TASK DIRECTIONS: Below are the entries; return every line among them that holds the word "SAFETY".

Items from a data source
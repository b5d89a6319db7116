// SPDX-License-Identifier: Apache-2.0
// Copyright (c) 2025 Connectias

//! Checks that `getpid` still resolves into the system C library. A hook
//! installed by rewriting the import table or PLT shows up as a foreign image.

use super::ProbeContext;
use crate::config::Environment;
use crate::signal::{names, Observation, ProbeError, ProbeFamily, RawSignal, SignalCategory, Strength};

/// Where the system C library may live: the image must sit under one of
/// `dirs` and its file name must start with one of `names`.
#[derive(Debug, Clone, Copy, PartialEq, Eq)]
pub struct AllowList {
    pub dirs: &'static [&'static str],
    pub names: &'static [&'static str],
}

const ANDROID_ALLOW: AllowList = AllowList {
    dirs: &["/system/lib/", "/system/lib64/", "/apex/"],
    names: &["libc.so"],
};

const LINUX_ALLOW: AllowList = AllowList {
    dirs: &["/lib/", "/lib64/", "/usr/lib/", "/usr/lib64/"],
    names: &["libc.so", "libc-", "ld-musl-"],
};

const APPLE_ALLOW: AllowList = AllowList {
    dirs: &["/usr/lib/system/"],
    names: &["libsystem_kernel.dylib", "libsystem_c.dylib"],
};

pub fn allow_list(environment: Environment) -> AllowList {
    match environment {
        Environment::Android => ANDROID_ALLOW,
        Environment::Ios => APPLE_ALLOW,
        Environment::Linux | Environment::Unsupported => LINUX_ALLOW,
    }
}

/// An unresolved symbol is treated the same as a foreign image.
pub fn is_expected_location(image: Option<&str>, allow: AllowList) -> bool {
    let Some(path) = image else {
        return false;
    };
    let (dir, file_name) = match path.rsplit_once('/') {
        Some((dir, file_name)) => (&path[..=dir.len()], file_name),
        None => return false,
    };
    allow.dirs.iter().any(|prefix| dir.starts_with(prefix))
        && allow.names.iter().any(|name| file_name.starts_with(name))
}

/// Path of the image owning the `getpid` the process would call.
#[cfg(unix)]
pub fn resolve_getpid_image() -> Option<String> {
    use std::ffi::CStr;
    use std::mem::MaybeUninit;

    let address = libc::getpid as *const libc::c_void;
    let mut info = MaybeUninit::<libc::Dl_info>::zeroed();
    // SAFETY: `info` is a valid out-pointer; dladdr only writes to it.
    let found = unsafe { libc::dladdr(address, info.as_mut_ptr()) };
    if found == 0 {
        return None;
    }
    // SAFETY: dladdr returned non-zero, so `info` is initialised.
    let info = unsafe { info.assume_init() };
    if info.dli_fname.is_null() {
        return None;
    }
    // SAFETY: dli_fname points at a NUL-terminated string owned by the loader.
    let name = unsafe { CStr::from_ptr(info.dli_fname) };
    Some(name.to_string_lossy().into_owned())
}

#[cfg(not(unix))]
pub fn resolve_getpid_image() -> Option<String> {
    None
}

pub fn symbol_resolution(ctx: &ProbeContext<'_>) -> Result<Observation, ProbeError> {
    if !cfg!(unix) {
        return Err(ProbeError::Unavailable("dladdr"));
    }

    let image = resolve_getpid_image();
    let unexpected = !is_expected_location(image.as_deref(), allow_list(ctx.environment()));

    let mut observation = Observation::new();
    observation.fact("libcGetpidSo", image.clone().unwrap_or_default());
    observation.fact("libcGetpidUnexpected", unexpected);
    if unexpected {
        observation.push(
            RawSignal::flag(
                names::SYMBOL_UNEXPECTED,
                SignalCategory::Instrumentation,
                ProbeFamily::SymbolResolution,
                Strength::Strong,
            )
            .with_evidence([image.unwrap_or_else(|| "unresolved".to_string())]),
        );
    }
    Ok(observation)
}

* * *

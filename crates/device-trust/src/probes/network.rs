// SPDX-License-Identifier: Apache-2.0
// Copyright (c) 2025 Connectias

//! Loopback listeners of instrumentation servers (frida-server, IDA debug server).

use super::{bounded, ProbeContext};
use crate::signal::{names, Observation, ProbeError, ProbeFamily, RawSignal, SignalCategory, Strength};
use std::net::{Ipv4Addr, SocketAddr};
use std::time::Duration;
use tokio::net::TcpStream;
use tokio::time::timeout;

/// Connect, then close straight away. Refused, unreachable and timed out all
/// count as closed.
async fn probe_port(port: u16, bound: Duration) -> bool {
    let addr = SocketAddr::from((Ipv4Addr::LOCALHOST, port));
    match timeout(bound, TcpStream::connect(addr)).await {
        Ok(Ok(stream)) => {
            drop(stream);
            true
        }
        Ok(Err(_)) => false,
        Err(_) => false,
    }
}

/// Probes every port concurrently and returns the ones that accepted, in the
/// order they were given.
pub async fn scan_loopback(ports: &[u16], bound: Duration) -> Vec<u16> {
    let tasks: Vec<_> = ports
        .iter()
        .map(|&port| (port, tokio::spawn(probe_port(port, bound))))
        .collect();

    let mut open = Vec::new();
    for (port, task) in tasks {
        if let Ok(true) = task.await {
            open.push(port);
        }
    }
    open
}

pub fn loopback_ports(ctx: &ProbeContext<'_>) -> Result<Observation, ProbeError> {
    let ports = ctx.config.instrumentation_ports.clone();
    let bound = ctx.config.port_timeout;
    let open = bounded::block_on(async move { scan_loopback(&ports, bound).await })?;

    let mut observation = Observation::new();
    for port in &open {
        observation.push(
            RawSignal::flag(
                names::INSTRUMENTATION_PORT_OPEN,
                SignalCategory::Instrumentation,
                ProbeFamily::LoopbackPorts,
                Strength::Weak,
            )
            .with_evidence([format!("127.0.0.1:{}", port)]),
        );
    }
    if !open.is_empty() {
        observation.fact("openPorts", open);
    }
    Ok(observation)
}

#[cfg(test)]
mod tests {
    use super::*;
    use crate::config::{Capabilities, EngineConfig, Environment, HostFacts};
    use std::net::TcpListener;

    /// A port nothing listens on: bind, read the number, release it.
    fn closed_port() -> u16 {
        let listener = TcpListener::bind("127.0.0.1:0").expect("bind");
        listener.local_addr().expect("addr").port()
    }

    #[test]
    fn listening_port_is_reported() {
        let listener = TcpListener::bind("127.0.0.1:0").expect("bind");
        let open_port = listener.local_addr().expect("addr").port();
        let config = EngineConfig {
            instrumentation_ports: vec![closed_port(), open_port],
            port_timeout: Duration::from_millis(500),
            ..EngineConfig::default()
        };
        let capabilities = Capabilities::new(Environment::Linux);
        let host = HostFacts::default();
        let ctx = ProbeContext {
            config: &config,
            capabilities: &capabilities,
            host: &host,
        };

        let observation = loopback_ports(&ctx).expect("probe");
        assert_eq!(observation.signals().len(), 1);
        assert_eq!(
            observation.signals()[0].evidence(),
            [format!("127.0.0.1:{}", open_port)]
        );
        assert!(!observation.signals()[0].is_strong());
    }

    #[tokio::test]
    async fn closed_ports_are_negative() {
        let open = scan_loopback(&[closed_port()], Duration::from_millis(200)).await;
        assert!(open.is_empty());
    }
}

RESPONSE AREA:
    // SAFETY: `info` is a valid out-pointer; dladdr only writes to it.
    // SAFETY: dladdr returned non-zero, so `info` is initialised.
    // SAFETY: dli_fname points at a NUL-terminated string owned by the loader.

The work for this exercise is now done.